Does something like this exists already or is it trivial to implement with some known tools?

Note: I would rather avoid enterprise-like solutions that include features beyond plain-text searching (but I appreciate regex support).

1 Answers1

2

Often, GNU grep and BSD competition is just pretty slow.

People like ag (aka the_silver_searcher), rg (aka ripgrep) or ack; they don't try to build an index of the text, they just search it anew for every query, but in a more efficient manner than grep. I'm using (mostly) rg these days, and it really makes searching the complete Linux source tree quite manageable (a "search every file, even if not a C header" rg FOOBAR takes ~3s when I've warmed the filesystem caches; GNU grep takes > 10s).

There's also full-text search engines (mostly, xapian), which I use as plugins on my IMAP server to speed up full-text searching. That's the only use case where this has proven to actually make a difference to me.
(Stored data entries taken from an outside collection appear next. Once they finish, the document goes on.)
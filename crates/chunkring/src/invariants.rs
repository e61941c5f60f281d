//! Debug assertion macros for ABI invariants.
//!
//! Active only in debug builds; release builds pay nothing. The service
//! never relies on these for correctness (a hostile producer runs a release
//! build anyway) - header validation at ingestion is the real gate. These
//! catch bugs on our side of the contract.

// =============================================================================
// INV-ABI-01: Chunk index within stamped layout
// =============================================================================

/// Assert a chunk index addresses a chunk that exists in the page layout.
macro_rules! debug_assert_chunk_in_layout {
    ($idx:expr, $count:expr) => {
        debug_assert!(
            $idx < $count,
            "INV-ABI-01 violated: chunk index {} outside layout of {} chunks",
            $idx,
            $count
        )
    };
}

// =============================================================================
// INV-ABI-02: Single-step transitions only
// =============================================================================

/// Assert a state transition follows the 0->1->2->3->0 cycle.
macro_rules! debug_assert_transition_legal {
    ($from:expr, $to:expr) => {
        debug_assert!(
            $from.can_transition_to($to),
            "INV-ABI-02 violated: transition {:?} -> {:?} is not on the ownership cycle",
            $from,
            $to
        )
    };
}

// =============================================================================
// INV-ABI-03: Region arithmetic stays inside the mapping
// =============================================================================

/// Assert a byte range lies inside the shared region.
macro_rules! debug_assert_in_region {
    ($offset:expr, $len:expr, $total:expr) => {
        debug_assert!(
            $offset + $len <= $total,
            "INV-ABI-03 violated: range {}..{} outside region of {} bytes",
            $offset,
            $offset + $len,
            $total
        )
    };
}

pub(crate) use debug_assert_chunk_in_layout;
pub(crate) use debug_assert_in_region;
pub(crate) use debug_assert_transition_legal;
(Ceterum censeo mandbem esse delendam; our search tools are so fast that taking 30s to rebuild a friggin index of 190 MB of man pages is simply not acceptable; and the idea that gzip is good compressor for really uniform data such as man pages where there's one compression dictionary that would make these things incredibly small is another annoyance of me. But things are intertwined enough that I can't be moved to get rid of mandb.)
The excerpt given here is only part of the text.